## WHAT IS BEING ASKED
Lines with "bool": copy each one from the listing below.

Segment Start: DATA FOR PROCESSING

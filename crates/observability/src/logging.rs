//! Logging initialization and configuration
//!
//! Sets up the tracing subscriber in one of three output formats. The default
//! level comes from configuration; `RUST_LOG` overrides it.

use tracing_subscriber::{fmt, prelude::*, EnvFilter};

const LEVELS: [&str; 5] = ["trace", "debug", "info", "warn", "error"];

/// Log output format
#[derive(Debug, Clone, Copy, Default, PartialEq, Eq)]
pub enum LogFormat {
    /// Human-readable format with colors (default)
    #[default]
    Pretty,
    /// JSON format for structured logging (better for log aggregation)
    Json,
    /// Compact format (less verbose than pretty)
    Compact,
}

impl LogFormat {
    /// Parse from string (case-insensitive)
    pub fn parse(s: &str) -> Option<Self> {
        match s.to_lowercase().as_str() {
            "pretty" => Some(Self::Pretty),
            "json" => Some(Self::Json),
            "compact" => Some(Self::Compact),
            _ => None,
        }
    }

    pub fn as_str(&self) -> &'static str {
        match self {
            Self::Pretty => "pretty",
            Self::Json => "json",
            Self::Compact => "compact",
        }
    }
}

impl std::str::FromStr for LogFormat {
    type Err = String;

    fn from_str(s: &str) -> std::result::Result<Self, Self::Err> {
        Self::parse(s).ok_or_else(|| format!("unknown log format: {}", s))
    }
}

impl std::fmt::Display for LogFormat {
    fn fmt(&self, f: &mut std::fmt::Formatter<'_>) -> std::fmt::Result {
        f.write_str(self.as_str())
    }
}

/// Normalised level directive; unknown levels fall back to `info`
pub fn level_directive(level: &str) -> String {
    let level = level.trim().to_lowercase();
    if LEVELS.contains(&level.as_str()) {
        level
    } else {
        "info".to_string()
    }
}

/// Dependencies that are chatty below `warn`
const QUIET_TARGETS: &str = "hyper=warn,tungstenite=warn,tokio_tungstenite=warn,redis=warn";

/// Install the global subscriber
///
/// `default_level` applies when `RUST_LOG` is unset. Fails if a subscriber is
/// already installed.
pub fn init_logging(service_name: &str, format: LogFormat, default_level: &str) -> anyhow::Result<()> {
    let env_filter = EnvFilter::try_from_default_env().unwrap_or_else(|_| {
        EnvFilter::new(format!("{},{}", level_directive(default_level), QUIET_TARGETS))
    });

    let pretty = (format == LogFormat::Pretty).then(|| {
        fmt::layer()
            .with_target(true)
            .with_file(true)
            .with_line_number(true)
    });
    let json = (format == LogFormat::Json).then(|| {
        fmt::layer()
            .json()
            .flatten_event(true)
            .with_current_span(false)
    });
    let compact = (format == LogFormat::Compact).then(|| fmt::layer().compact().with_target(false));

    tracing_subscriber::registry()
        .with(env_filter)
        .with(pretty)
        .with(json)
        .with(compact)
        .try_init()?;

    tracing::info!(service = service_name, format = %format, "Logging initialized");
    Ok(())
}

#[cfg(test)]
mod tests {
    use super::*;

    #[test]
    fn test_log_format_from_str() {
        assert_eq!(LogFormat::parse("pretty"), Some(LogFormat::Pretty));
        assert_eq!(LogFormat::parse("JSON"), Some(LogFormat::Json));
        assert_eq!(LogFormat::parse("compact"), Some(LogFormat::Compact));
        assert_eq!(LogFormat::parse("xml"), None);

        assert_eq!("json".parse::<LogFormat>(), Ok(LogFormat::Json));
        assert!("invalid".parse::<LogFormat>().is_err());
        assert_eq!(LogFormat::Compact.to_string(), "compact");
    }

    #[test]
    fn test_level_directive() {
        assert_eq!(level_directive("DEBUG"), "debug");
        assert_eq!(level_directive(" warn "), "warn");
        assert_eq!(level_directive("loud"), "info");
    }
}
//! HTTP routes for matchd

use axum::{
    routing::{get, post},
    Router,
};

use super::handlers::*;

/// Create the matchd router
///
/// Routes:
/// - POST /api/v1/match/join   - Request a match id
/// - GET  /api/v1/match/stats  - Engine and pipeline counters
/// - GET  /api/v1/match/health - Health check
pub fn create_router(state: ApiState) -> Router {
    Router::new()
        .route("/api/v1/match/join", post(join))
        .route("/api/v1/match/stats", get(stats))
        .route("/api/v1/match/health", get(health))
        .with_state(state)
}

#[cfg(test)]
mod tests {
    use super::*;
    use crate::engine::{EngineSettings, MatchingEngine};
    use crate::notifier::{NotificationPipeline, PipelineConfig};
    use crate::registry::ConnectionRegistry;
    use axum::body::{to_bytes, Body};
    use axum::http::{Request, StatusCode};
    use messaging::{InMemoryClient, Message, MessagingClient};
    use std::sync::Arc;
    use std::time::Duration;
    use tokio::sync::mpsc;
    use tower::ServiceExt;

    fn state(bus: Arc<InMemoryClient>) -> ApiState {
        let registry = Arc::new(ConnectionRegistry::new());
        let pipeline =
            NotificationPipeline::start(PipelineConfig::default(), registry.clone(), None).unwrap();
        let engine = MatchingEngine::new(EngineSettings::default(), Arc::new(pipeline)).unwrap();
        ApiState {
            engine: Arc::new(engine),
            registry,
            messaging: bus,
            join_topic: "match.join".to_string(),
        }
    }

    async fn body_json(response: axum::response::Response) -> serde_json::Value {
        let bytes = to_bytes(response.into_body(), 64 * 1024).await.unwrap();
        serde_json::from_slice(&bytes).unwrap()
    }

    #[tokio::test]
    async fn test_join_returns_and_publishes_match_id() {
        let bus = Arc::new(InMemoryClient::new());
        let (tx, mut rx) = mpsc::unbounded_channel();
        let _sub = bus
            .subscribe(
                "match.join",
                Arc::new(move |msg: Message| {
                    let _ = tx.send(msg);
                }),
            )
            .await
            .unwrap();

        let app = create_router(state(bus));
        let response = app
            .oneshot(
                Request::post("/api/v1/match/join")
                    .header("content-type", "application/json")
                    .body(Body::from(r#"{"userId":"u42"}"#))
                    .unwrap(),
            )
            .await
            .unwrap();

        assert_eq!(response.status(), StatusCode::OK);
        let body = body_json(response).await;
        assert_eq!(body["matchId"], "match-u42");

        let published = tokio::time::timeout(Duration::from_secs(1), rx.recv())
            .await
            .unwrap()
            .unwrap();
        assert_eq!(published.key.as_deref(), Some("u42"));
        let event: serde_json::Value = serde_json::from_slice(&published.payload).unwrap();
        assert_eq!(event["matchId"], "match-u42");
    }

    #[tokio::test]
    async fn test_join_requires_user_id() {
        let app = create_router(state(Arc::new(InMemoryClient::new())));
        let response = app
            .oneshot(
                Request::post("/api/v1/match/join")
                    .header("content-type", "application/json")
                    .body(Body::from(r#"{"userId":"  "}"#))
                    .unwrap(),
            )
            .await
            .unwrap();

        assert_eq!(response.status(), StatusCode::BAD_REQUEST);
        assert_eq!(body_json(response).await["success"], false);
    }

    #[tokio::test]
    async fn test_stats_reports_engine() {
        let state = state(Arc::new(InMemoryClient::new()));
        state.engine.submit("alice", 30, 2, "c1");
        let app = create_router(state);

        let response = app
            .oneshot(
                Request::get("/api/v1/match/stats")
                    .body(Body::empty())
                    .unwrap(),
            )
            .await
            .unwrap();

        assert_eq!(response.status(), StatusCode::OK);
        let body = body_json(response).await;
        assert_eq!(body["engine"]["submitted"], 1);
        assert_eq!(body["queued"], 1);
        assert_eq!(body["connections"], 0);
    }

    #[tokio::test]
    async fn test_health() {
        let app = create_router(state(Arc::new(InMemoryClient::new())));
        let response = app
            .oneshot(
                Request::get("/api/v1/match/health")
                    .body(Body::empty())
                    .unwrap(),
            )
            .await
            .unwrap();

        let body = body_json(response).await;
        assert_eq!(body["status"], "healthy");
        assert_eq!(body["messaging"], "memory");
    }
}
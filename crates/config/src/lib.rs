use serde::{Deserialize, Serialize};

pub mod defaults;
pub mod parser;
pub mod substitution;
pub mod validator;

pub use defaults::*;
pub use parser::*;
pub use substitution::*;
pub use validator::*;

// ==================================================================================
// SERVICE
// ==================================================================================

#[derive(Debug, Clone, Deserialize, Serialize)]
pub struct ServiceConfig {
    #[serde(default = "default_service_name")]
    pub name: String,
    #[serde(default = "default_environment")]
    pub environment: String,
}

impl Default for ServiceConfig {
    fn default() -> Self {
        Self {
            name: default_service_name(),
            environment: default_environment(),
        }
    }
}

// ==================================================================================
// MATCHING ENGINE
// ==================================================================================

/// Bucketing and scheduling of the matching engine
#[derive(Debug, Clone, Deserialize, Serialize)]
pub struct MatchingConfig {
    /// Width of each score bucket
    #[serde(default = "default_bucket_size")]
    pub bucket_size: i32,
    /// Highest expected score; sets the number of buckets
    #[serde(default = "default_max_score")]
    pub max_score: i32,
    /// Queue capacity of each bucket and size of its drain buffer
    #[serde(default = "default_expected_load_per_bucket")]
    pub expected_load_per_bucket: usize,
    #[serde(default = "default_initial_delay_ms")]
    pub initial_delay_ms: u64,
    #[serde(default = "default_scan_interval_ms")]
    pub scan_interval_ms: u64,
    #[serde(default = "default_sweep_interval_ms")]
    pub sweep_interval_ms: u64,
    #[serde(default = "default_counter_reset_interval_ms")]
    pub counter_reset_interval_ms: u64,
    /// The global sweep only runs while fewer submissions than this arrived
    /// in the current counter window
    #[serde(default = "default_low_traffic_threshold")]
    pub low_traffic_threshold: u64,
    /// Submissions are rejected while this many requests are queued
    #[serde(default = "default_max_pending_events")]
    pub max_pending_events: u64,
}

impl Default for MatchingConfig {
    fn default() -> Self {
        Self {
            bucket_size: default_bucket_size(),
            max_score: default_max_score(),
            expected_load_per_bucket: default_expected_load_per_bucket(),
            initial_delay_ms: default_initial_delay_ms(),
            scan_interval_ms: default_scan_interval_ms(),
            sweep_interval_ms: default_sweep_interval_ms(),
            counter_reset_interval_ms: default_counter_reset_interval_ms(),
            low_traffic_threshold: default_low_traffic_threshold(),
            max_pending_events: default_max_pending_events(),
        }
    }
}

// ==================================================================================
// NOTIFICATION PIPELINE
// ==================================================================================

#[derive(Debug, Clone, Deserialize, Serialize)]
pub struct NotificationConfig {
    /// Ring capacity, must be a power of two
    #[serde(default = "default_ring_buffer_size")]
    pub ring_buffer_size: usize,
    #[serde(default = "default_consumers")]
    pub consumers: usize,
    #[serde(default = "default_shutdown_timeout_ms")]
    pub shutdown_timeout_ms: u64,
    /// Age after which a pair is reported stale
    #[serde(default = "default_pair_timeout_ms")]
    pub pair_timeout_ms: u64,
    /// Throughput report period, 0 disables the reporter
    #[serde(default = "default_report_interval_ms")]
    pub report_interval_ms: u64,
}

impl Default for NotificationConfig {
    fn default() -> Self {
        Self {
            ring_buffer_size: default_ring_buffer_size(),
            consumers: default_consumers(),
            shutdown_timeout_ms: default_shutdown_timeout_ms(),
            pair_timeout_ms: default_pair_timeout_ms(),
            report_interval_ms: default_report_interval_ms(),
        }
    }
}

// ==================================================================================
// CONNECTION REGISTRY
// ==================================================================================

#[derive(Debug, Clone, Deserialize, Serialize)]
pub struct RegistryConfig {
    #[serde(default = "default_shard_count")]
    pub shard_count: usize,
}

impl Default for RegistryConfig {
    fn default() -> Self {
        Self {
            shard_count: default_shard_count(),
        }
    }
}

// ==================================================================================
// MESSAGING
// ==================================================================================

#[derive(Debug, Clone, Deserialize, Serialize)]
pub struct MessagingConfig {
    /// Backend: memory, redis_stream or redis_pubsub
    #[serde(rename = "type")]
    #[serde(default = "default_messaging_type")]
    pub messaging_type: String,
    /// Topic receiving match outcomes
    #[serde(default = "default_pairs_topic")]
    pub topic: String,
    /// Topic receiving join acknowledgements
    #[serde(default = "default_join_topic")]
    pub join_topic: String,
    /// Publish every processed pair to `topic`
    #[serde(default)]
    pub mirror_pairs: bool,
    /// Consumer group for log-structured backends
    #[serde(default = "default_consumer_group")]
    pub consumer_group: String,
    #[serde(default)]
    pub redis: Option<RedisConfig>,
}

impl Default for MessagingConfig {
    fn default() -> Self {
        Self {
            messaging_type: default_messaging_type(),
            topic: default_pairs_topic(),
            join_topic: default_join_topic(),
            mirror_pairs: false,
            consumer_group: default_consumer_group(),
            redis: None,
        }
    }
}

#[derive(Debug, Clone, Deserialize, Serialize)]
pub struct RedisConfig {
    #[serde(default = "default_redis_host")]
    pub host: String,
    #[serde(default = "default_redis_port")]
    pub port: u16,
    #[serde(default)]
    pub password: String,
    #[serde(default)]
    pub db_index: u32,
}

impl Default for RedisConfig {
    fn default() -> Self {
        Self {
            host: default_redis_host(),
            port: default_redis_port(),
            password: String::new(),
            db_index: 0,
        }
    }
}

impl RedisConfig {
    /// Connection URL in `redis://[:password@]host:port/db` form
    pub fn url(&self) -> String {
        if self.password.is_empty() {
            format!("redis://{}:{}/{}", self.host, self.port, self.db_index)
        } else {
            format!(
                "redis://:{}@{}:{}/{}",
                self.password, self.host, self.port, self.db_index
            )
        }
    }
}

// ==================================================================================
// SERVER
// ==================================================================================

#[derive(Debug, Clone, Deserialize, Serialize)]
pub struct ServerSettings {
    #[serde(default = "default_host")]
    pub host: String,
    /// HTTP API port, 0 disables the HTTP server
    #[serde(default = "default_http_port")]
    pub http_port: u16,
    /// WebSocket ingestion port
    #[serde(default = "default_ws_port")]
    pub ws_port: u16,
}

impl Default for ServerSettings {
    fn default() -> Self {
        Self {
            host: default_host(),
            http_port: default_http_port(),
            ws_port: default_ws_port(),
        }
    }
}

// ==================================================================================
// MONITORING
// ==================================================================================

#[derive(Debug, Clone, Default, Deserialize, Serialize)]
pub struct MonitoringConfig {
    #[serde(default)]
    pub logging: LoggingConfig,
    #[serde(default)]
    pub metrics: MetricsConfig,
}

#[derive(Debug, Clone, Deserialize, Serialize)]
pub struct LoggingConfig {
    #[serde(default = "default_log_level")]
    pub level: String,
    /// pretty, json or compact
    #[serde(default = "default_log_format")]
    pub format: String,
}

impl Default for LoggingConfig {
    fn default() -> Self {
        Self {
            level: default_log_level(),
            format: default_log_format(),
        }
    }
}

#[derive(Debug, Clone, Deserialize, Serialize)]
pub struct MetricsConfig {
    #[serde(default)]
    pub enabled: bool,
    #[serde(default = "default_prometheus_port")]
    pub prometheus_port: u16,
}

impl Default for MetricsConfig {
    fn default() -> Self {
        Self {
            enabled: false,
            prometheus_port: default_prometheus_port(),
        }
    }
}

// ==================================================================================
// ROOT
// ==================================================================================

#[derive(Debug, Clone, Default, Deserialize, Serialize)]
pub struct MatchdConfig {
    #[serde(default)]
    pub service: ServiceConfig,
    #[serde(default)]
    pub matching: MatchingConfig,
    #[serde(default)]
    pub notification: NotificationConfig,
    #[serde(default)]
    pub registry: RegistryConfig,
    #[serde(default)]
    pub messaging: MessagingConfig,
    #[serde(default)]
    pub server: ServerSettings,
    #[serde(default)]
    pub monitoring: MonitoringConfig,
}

Segment End: DATA FOR PROCESSING

## COMPLETED TASK
    pub mirror_pairs: bool,
    pub enabled: bool,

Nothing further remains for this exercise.